Dans le symbole des apôtres, lorsqu’il s’agit de parler des personnes divines, le texte dit : « Je crois en Dieu » (eis theon, en grec ; in Deum, en latin). Cette préposition d’une force particulière exprime la foi-confiance (fides) en un Dieu personnel et tout autant le contenu de foi qui nous vient de la révélation. Quand il s’agit des biens du Royaume, le texte utilise l’expression credo sanctam ecclesiam catholicam… : « je crois (à) la sainte Église catholique, la communion des saints, la rémission des péchés, la résurrection de la chair, la vie éternelle ». Ces éléments sont objet de foi ; ils concernent les dons de Dieu et non Dieu lui-même.
Étymologie
Selon le dictionnaire étymologique (A. Rey) le verbe "croire" est issu du
latin credere, ancien terme de la langue religieuse, d'origine indo-européenne, conservé seulement
en indo-iranien (védique çráddadhati, juxtaposé de çrát) et en italo-celtique (vieil irlandais cretim
et gallois credaf « je crois »).
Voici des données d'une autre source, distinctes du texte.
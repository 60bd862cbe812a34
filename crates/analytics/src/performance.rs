use configuration::AnalyticsConfig;
use core_types::TradeRecord;
use rust_decimal::Decimal;
use std::time::Duration;

use crate::metrics::{self, round};
use crate::report::{PerformanceMetrics, Ratio};
use crate::window::pnls;

/// A stateless calculator for risk/return metrics over closed trades.
#[derive(Debug, Clone)]
pub struct PerformanceAnalyzer {
    daily_risk_free_rate: Decimal,
}

impl PerformanceAnalyzer {
    pub fn new(config: &AnalyticsConfig) -> Self {
        Self {
            daily_risk_free_rate: config.daily_risk_free_rate(),
        }
    }

    /// The main entry point for calculating performance metrics.
    ///
    /// `trades` must be closed and in chronological order. An empty slice yields
    /// the all-zero default report.
    pub fn analyze(&self, trades: &[&TradeRecord]) -> PerformanceMetrics {
        let mut report = PerformanceMetrics::default();
        if trades.is_empty() {
            return report;
        }

        let returns = pnls(trades);
        self.calculate_profitability(&returns, &mut report);
        self.calculate_drawdown(&returns, &mut report);
        self.calculate_ratios(&returns, &mut report);
        self.calculate_time_metrics(trades, &mut report);
        report
    }

    /// Counts, gross figures, averages, profit factor and expectancy.
    fn calculate_profitability(&self, returns: &[Decimal], report: &mut PerformanceMetrics) {
        let n = returns.len();
        let wins: Vec<Decimal> = returns.iter().copied().filter(|r| *r > Decimal::ZERO).collect();
        let losses: Vec<Decimal> = returns.iter().copied().filter(|r| *r < Decimal::ZERO).collect();

        report.total_trades = n;
        report.winning_trades = wins.len();
        report.losing_trades = losses.len();
        report.break_even_trades = n - wins.len() - losses.len();

        let gross_profit = metrics::sum(&wins);
        let gross_loss = metrics::sum(&losses).abs();
        let average_win = metrics::mean(&wins);
        let average_loss = metrics::mean(&losses).abs();

        report.total_pnl = round(metrics::sum(returns));
        report.gross_profit = round(gross_profit);
        report.gross_loss = round(gross_loss);
        report.average_win = round(average_win);
        report.average_loss = round(average_loss);
        report.largest_win = wins.iter().copied().max().unwrap_or(Decimal::ZERO);
        report.largest_loss = losses.iter().copied().min().unwrap_or(Decimal::ZERO).abs();

        report.win_loss_ratio = round(metrics::ratio(average_win, average_loss).unwrap_or(Decimal::ZERO));
        report.profit_factor = match metrics::ratio(gross_profit, gross_loss) {
            Some(pf) => Ratio::Finite(round(pf)),
            None if gross_profit > Decimal::ZERO => Ratio::Unbounded,
            None => Ratio::Finite(Decimal::ZERO),
        };

        let win_rate = Decimal::from(wins.len()) / Decimal::from(n);
        report.win_rate_pct = round(win_rate * Decimal::ONE_HUNDRED);
        report.expectancy = round(win_rate * average_win - (Decimal::ONE - win_rate) * average_loss);

        let (max_wins, max_losses) = metrics::longest_streaks(returns);
        report.max_consecutive_wins = max_wins;
        report.max_consecutive_losses = max_losses;
    }

    /// Maximum drawdown over the cumulative P&L curve.
    fn calculate_drawdown(&self, returns: &[Decimal], report: &mut PerformanceMetrics) {
        let drawdown = metrics::drawdown(returns);
        report.max_drawdown = round(drawdown.max_drawdown);
        report.max_drawdown_pct = round(drawdown.max_drawdown_pct);
    }

    /// Sharpe, Calmar, volatility and consistency.
    fn calculate_ratios(&self, returns: &[Decimal], report: &mut PerformanceMetrics) {
        let mean = metrics::mean(returns);
        let std_dev = metrics::std_dev(returns);

        report.volatility = round(std_dev);

        // Per-trade Sharpe with the daily risk-free hurdle; undefined spread reads as 0.
        report.sharpe_ratio = round(
            metrics::ratio(mean - self.daily_risk_free_rate, std_dev).unwrap_or(Decimal::ZERO),
        );

        report.calmar_ratio = round(
            metrics::ratio(metrics::sum(returns), report.max_drawdown_pct).unwrap_or(Decimal::ZERO),
        );

        report.consistency = if std_dev.is_zero() {
            Decimal::ONE_HUNDRED
        } else {
            match metrics::ratio(std_dev, mean.abs()) {
                Some(cv) => round(metrics::clamp_pct(Decimal::ONE_HUNDRED - metrics::pct(cv))),
                None => Decimal::ZERO,
            }
        };
    }

    fn calculate_time_metrics(&self, trades: &[&TradeRecord], report: &mut PerformanceMetrics) {
        let held: Vec<i64> = trades
            .iter()
            .filter_map(|t| t.holding_period())
            .map(|d| d.num_seconds().max(0))
            .collect();
        if held.is_empty() {
            return;
        }
        let avg_secs = held.iter().sum::<i64>() / held.len() as i64;
        report.average_holding_period = Duration::from_secs(avg_secs.unsigned_abs());
    }
}

#[cfg(test)]
mod tests {
    use super::*;
    use crate::window::fixtures::{refs, series};
    use rust_decimal_macros::dec;

    fn analyze(pnls: &[Decimal]) -> PerformanceMetrics {
        let records = series(pnls);
        PerformanceAnalyzer::new(&AnalyticsConfig::default()).analyze(&refs(&records))
    }

    #[test]
    fn empty_window_is_all_zero() {
        let report = PerformanceAnalyzer::new(&AnalyticsConfig::default()).analyze(&[]);
        assert_eq!(report, PerformanceMetrics::default());
        assert_eq!(report.profit_factor, Ratio::Finite(Decimal::ZERO));
    }

    #[test]
    fn three_trade_scenario() {
        let report = analyze(&[dec!(100), dec!(-50), dec!(100)]);

        assert_eq!(report.total_trades, 3);
        assert_eq!(report.win_rate_pct, dec!(66.6667));
        assert_eq!(report.average_win, dec!(100));
        assert_eq!(report.average_loss, dec!(50));
        assert_eq!(report.win_loss_ratio, dec!(2));
        assert_eq!(report.profit_factor, Ratio::Finite(dec!(4)));
        assert_eq!(report.total_pnl, dec!(150));
        // 2/3 * 100 - 1/3 * 50
        assert_eq!(report.expectancy, dec!(50));
        assert_eq!(report.max_drawdown, dec!(50));
        assert_eq!(report.max_drawdown_pct, dec!(50));
        assert_eq!(report.calmar_ratio, dec!(3));
    }

    #[test]
    fn single_loss_is_full_drawdown() {
        let report = analyze(&[dec!(-100)]);
        assert_eq!(report.max_drawdown, dec!(100));
        assert_eq!(report.max_drawdown_pct, dec!(100));
        assert_eq!(report.losing_trades, 1);
        assert_eq!(report.profit_factor, Ratio::Finite(Decimal::ZERO));
    }

    #[test]
    fn identical_returns_have_zero_sharpe_and_full_consistency() {
        let report = analyze(&[dec!(40), dec!(40), dec!(40), dec!(40)]);
        assert_eq!(report.sharpe_ratio, Decimal::ZERO);
        assert_eq!(report.volatility, Decimal::ZERO);
        assert_eq!(report.consistency, dec!(100));
    }

    #[test]
    fn no_losses_gives_unbounded_profit_factor() {
        let report = analyze(&[dec!(10), dec!(20)]);
        assert_eq!(report.profit_factor, Ratio::Unbounded);
        assert_eq!(report.win_loss_ratio, Decimal::ZERO);
        assert_eq!(report.max_drawdown, Decimal::ZERO);
        assert_eq!(report.calmar_ratio, Decimal::ZERO);
    }

    #[test]
    fn counts_partition_the_window() {
        let report = analyze(&[dec!(5), dec!(0), dec!(-3), dec!(0), dec!(8), dec!(-1)]);
        assert_eq!(report.winning_trades, 2);
        assert_eq!(report.losing_trades, 2);
        assert_eq!(report.break_even_trades, 2);
        assert_eq!(
            report.winning_trades + report.losing_trades + report.break_even_trades,
            report.total_trades
        );
    }

    #[test]
    fn sharpe_subtracts_daily_risk_free_rate() {
        // mean 15, population std dev 5, hurdle 0.06 / 252
        let report = analyze(&[dec!(10), dec!(20)]);
        let expected = round((dec!(15) - dec!(0.06) / dec!(252)) / dec!(5));
        assert_eq!(report.sharpe_ratio, expected);
        // cv = 5 / 15 -> 100 - 33.33
        assert_eq!(report.consistency, dec!(66.6667));
    }

    #[test]
    fn zero_mean_with_spread_has_zero_consistency() {
        let report = analyze(&[dec!(10), dec!(-10)]);
        assert_eq!(report.consistency, Decimal::ZERO);
    }

    #[test]
    fn extremes_and_streaks() {
        let report = analyze(&[dec!(5), dec!(7), dec!(-2), dec!(-9), dec!(-1), dec!(3)]);
        assert_eq!(report.largest_win, dec!(7));
        assert_eq!(report.largest_loss, dec!(9));
        assert_eq!(report.max_consecutive_wins, 2);
        assert_eq!(report.max_consecutive_losses, 3);
        assert_eq!(report.average_holding_period, Duration::from_secs(30 * 60));
    }
}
Tout comme fides (? foi), credere a pris très tôt des emplois
généralement profanes, par suite de la domination de plus en plus grande de la culture matérielle
méditerranéenne sur la culture indo-européenne d'origine orientale. Ainsi, il a signifié « mettre sa
confiance en qqn, en qqch. », « confier qqch. à qqn » d'où, concrètement, « prêter » (? crédit) et
« croire qqn, qqch. ». L'introduction du christianisme est venue rendre au verbe un rôle religieux,
credo « je crois » étant affecté à traduire le grec pisteuô et fides le grec pistis ; de sorte qu'en
pleine période romane, fides s'est remis à servir de substantif verbal à credere qui n'avait aucun
dérivé pour remplir ce rôle. Devant cette situation de déséquilibre et suivant un procédé courant en
latin, on a forgé credentia qui est représenté dans tout le domaine roman et n'a pas donné moins de
trois mots en français (créance*, crédence* et croyance*), tandis que foi conservait son sens
religieux. Grâce au christianisme, les résultats de la contamination de deux groupes subsistent
jusqu'à présent.
Le verbe est apparu au sens religieux d'« avoir foi », l'expression la plus ancienne, croire en
Dieu (v. 980), évinçant croire à Dieu (fin XIIe s.), une différence sémantique entre les deux
prépositions se manifestant ensuite : en impliquant une croyance spirituelle et morale et à une
croyance intellectuelle. Cette différence est également pertinente pour les emplois plus généraux de
croire à (l'innocence de qqn, par exemple) attestés au XVIIe siècle. Croire à implique parfois une
croyance naïve (croire au Père Noël). Dès son apparition en français, le verbe a aussi le sens
non religieux d'« admettre (qqch.) pour vrai », « ajouter foi aux paroles de (qqn) ». En ce sens, la
construction transitive (1080) s'est généralisée aux dépens de l'ancienne construction croire à qqn
(encore en 1787). L'ancienne construction renforcée en croire qqn (XIe s.) y ajoute la nuance
d'« apporter une adhésion totale, mais personnelle » ; elle a fourni les locutions usuelles en croire
ses yeux, ses oreilles (v. 1120), utilisées surtout en phrase négative. Par extension, croire signifie
« penser, être d'avis que » (v. 1160), sens déjà connu du latin qui employait credo en incise. Il
s'emploie spécialement dans croire qqn + attribut (1625 ; une fois en 1211) et croire qqn quelque
part, dans une situation « penser qu'il est » (1600). La forme pronominale se croire « se
considérer comme » a souvent une valeur péjorative : « se considérer à tort comme » (d'où
absolument se croire dans le registre familier). Dès l'ancien français (1080), croire réalise l'idée
d'avoir confiance en qqn, en construction transitive (XIIe s.) et en construction intransitive (1180),
avant de s'étendre à l'idée d'« avoir confiance en l'efficacité, au pouvoir de (qqn, qqch.) »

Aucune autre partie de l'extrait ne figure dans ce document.